To investigate ionic transport further by means of electric modulus formalism (Hanghofer et al., 2019), we recorded the quantity M″/ν (see also Figure 2C) as a function of temperature and for constant frequency (ν = 100 Hz and ν = 10 kHz, 173 K ≤ T ≤ 373K). It turned out that, beginning from very low T, the quantity M″/ν obeys a weaker-than-activated temperature behavior, in agreement with NCL-type electrical relaxation processes. Above 250 K, we recognize a strong increase with the inverse temperature. From the linear behavior observed, we extracted activation energies of 0.65(2) eV (10 kHz) and 0.71(3) eV (100 Hz). The increase seen if we compare these values to that found by σ_dc [0.58(2) eV] indicates that the number of charge carries seems to depend on temperature. Again, above 313 K, and independent of frequency ν, we observe a drastic change in M″/ν(1/T). The corresponding apparent activation energy of ~0.18 eV (and 0.28 eV, see Figure 2) is much smaller than that seen in conductivity spectroscopy. We attribute this kink and the associated decrease in E_a to changes in morphology and the defect chemistry of the bromide. Finally, we looked directly at the temperature dependence of the electric modulus M″(ν); the corresponding modulus peaks are shown in the lower part of Figure 3A. The Arrhenius behavior of the characteristic frequencies ν_max at which the M″ peaks appear is displayed in Figure 3A. The linear fit points to an activation energy of 0.55 eV, which is smaller than that seen by σ_dc. The lower activation energy again points to a T-dependent charge carrier concentration N⁻¹ that increases with temperature. As σ_dc is directly proportional to the charge carrier mobility mu_q, the charge of the moving species q and N⁻¹, ν_max, being a characteristic electrical relaxation frequency, increases slightly less with T than σ_dc.

FIGURE 3

Figure 3. (A) The upper graph shows the Arrhenius behavior of the characteristic frequencies ν_max at which the M″ peaks appear. Frequency dependence of the imaginary part of the complex part of the modulus as a function of frequency (ν). (B) Longtime measurement of σ_dc of Li[In_xLi_y]Br₄ over a time period of 58 h; we cycled the temperature in the sample chamber between 273 and 333 K. (C) Potentiostatic polarization curve (U = 300 mV) of Li[In_xLi_y]Br₄ sandwiched between two Pt electrodes. The I(t) curve was recorded at T = 333 K. After t = 18 h, a final current of I_final = 8 × 10⁻⁸ A has been reached (see also inset), which leads to an electrical conductivity of σ_eon = 3 × 10⁻⁸Scm⁻¹.

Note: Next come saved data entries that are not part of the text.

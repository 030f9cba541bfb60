//! Editing of jagged 2D arrays: whole-column operations, single-cell moves, and padding a
//! jagged matrix out to a rectangular or square shape.
//!
//! Nothing here mutates its input. Every operation borrows the rows and hands back a fresh
//! [`Matrix`]. Indices are `isize`, and a negative index counts back from the end of the
//! row (or of the matrix, for row indices).

use anyhow::{anyhow, Context, Result};
use itertools::Itertools;
use log::debug;
use ndarray::Array2;

use crate::JaggedError;

/// A list of rows, each of which may have its own length.
pub type Matrix<T> = Vec<Vec<T>>;

/// What [`add_column`] puts into each row.
#[derive(Clone, Debug, PartialEq, Eq)]
pub enum ColumnValue<T> {
    /// The same value in every row.
    Single(T),
    /// `values[i]` goes into row `i`.
    PerRow(Vec<T>),
}

impl<T> ColumnValue<T> {
    fn for_row(&self, row: usize) -> Option<&T> {
        match self {
            ColumnValue::Single(value) => Some(value),
            ColumnValue::PerRow(values) => values.get(row),
        }
    }
}

/// Position addressed by `index` in a sequence of `len` items, where a negative `index`
/// counts from the end. `None` if that lands before the start.
///
/// There is no upper bound check; callers decide whether `len` itself is addressable.
pub fn resolve_index(len: usize, index: isize) -> Option<usize> {
    if index < 0 {
        len.checked_sub(index.unsigned_abs())
    } else {
        Some(index.unsigned_abs())
    }
}

/// Insert a cell into every row at `index`.
///
/// `index` may equal the row length (append). For a negative `index` the cell goes in
/// before the element it addresses, so `-1` inserts before the last cell. An empty
/// matrix comes back empty.
pub fn add_column<T: Clone>(
    matrix: &[Vec<T>],
    index: isize,
    value: ColumnValue<T>,
) -> Result<Matrix<T>> {
    let magnitude = index.unsigned_abs();
    matrix
        .iter()
        .enumerate()
        .map(|(i, row)| {
            if magnitude > row.len() {
                return Err(JaggedError::ColumnOutOfRange { row: i }).with_context(|| {
                    anyhow!("adding column {index} to a row of {} cells", row.len())
                });
            }
            let cell = value
                .for_row(i)
                .ok_or(JaggedError::MissingColumnValue { row: i })?;
            let at = resolve_index(row.len(), index)
                .ok_or(JaggedError::ColumnOutOfRange { row: i })?;

            let mut row = row.clone();
            row.insert(at, cell.clone());
            Ok(row)
        })
        .collect()
}

/// Remove the cell at `index` from every row.
pub fn remove_column<T: Clone>(matrix: &[Vec<T>], index: isize) -> Result<Matrix<T>> {
    if matrix.is_empty() {
        return Err(JaggedError::EmptyMatrix).context("removing a column");
    }

    let magnitude = index.unsigned_abs();
    matrix
        .iter()
        .enumerate()
        .map(|(i, row)| {
            if magnitude >= row.len() {
                return Err(JaggedError::ColumnOutOfRange { row: i }).with_context(|| {
                    anyhow!("removing column {index} from a row of {} cells", row.len())
                });
            }
            let at = resolve_index(row.len(), index)
                .ok_or(JaggedError::ColumnOutOfRange { row: i })?;

            let mut row = row.clone();
            row.remove(at);
            Ok(row)
        })
        .collect()
}

/// Move the cell at column `index` to column `to`, in every row.
///
/// When `index == to` the input is returned as is, without looking at the rows. The
/// comparison is on the values given, so `-1` and `3` on four columns still take the
/// general path. Both indices are resolved against each row's own length; `to` addresses
/// the row after the cell has been taken out.
pub fn move_column<T: Clone>(matrix: &[Vec<T>], index: isize, to: isize) -> Result<Matrix<T>> {
    if matrix.is_empty() {
        return Err(JaggedError::EmptyMatrix).context("moving a column");
    }
    if index == to {
        return Ok(matrix.to_vec());
    }

    let (from_magnitude, to_magnitude) = (index.unsigned_abs(), to.unsigned_abs());
    matrix
        .iter()
        .enumerate()
        .map(|(i, row)| {
            let len = row.len();
            if from_magnitude >= len {
                return Err(JaggedError::ColumnOutOfRange { row: i })
                    .with_context(|| anyhow!("moving column {index} in a row of {len} cells"));
            }
            if to_magnitude >= len {
                return Err(JaggedError::ToColumnOutOfRange { row: i })
                    .with_context(|| anyhow!("moving to column {to} in a row of {len} cells"));
            }
            let from = resolve_index(len, index).ok_or(JaggedError::ColumnOutOfRange { row: i })?;
            let dest = resolve_index(len, to).ok_or(JaggedError::ToColumnOutOfRange { row: i })?;

            let mut row = row.clone();
            let cell = row.remove(from);
            row.insert(dest, cell);
            Ok(row)
        })
        .collect()
}

/// Move one cell from `(from_row, from_column)` to `(to_row, to_column)`.
///
/// The source must exist. The destination need not: missing rows are appended empty,
/// and a destination column past the end of its row pads the row with `fill` and writes
/// the cell over the last pad. A destination column within the row (or just past its
/// end) inserts, shifting the rest of the row right.
///
/// Negative destination indices are resolved against the matrix as it was passed in,
/// before the source cell is removed or anything grows. Growth that cannot be allocated
/// fails with [`JaggedError::Capacity`].
pub fn move_cell<T: Clone>(
    matrix: &[Vec<T>],
    from_row: isize,
    from_column: isize,
    to_row: isize,
    to_column: isize,
    fill: T,
) -> Result<Matrix<T>> {
    if matrix.is_empty() {
        return Err(JaggedError::EmptyMatrix).context("moving a cell");
    }

    let rows = matrix.len();
    if from_row.unsigned_abs() >= rows {
        return Err(JaggedError::SourceRowOutOfRange)
            .with_context(|| anyhow!("row {from_row} of a matrix with {rows} rows"));
    }
    let source = resolve_index(rows, from_row).ok_or(JaggedError::SourceRowOutOfRange)?;

    let source_len = matrix[source].len();
    if from_column.unsigned_abs() >= source_len {
        return Err(JaggedError::SourceColumnOutOfRange { row: source })
            .with_context(|| anyhow!("column {from_column} of a row with {source_len} cells"));
    }
    let column = resolve_index(source_len, from_column)
        .ok_or(JaggedError::SourceColumnOutOfRange { row: source })?;

    let target = resolve_index(rows, to_row)
        .ok_or(JaggedError::DestinationOutOfRange)
        .with_context(|| anyhow!("destination row {to_row} of a matrix with {rows} rows"))?;
    let target_len = matrix.get(target).map_or(0, Vec::len);
    let target_column = resolve_index(target_len, to_column)
        .ok_or(JaggedError::DestinationOutOfRange)
        .with_context(|| {
            anyhow!("destination column {to_column} of a row with {target_len} cells")
        })?;
    debug!("move_cell: ({source}, {column}) -> ({target}, {target_column})");

    let mut result = matrix.to_vec();
    let cell = result[source].remove(column);

    if target >= result.len() {
        debug!("move_cell: growing to {} rows", target + 1);
        result
            .try_reserve(target + 1 - result.len())
            .map_err(JaggedError::from)
            .with_context(|| anyhow!("growing to {} rows", target + 1))?;
        result.resize_with(target + 1, Vec::new);
    }

    let row = &mut result[target];
    if target_column > row.len() {
        debug!("move_cell: padding row {target} from {} cells", row.len());
        row.try_reserve(target_column + 1 - row.len())
            .map_err(JaggedError::from)
            .with_context(|| anyhow!("padding row {target} to {} cells", target_column + 1))?;
        row.resize(target_column + 1, fill);
        row[target_column] = cell;
    } else {
        row.insert(target_column, cell);
    }

    Ok(result)
}

/// Pad every row on the right with `fill` up to the length of the longest row.
///
/// An empty matrix stays empty.
pub fn to_rectangular<T: Clone>(matrix: &[Vec<T>], fill: T) -> Matrix<T> {
    let width = matrix.iter().map(Vec::len).max().unwrap_or(0);
    matrix
        .iter()
        .map(|row| {
            let mut row = row.clone();
            row.resize(width, fill.clone());
            row
        })
        .collect()
}

/// Make the matrix rectangular, then append rows of `fill` until there are as many rows
/// as columns.
///
/// Rows are only ever added: a matrix with more rows than columns comes back rectangular
/// but not square.
pub fn to_square<T: Clone>(matrix: &[Vec<T>], fill: T) -> Matrix<T> {
    if matrix.is_empty() {
        return Vec::new();
    }

    let mut square = to_rectangular(matrix, fill.clone());
    let columns = square.first().map_or(0, Vec::len);
    if columns > square.len() {
        debug!("to_square: adding {} rows", columns - square.len());
        square.resize(columns, vec![fill; columns]);
    }
    square
}

/// Every row has the same length.
pub fn is_rectangular<T>(matrix: &[Vec<T>]) -> bool {
    matrix.iter().map(Vec::len).all_equal()
}

/// Every row is as long as the matrix is tall.
pub fn is_square<T>(matrix: &[Vec<T>]) -> bool {
    matrix.iter().all(|row| row.len() == matrix.len())
}

/// Copy a rectangular matrix into an `ndarray` array, rows along axis 0.
pub fn to_array2<T: Clone>(matrix: &[Vec<T>]) -> Result<Array2<T>> {
    let columns = matrix.first().map_or(0, Vec::len);
    if let Some((row, found)) = matrix
        .iter()
        .map(Vec::len)
        .enumerate()
        .find(|&(_, len)| len != columns)
    {
        return Err(JaggedError::NotRectangular {
            row,
            expected: columns,
            found,
        })
        .context("only rectangular matrices fit in a 2d array");
    }

    let cells = matrix.iter().flatten().cloned().collect_vec();
    Array2::from_shape_vec((matrix.len(), columns), cells)
        .map_err(JaggedError::from)
        .context("2d array from rows")
}

pub fn from_array2<T: Clone>(array: &Array2<T>) -> Matrix<T> {
    array.outer_iter().map(|row| row.to_vec()).collect()
}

At 293 K, we obtain an ionic conductivity of σ_dc = 4.9 × 10⁻⁶Scm⁻¹; this value is far below values needed for ceramic electrolytes in all-solid-state batteries. Thus, the current material is expected to be used in systems operated at higher T. For this reason, we studied the temperature stability of the ionic conductivity of the defect spinel over a time period of 58 h between 273 and 333 K. Moreover, as a sharp decrease in ionic conductivity was observed during the cooling run, we were interested in finding out which final conductivity value will be reached after annealing the sample for many hours at 333 K, which is just slightly above the kink seen in Figure 2. Hence, we kept the sample at 333 K for 1 h and then measured σ′(ν). The time needed to record the isotherm was 23 min. After that, we decreased the temperature in the sample chamber to 273 K, waited 1 h, and measured another isotherm σ′(ν); this cycle was repeated several times (see Figure 3B). For both the measurements at 333 K and at 273 K, we see the same trend. The conductivity decreases and reaches an almost constant value of σ_dc = 2 × 10⁻⁵Scm⁻¹ at 333 K. The corresponding conductivity at 273 K is two orders of magnitude lower as compared to that measured at 333 K. The reason for the slight increase in conductivity with increasing cycle number is still unknown.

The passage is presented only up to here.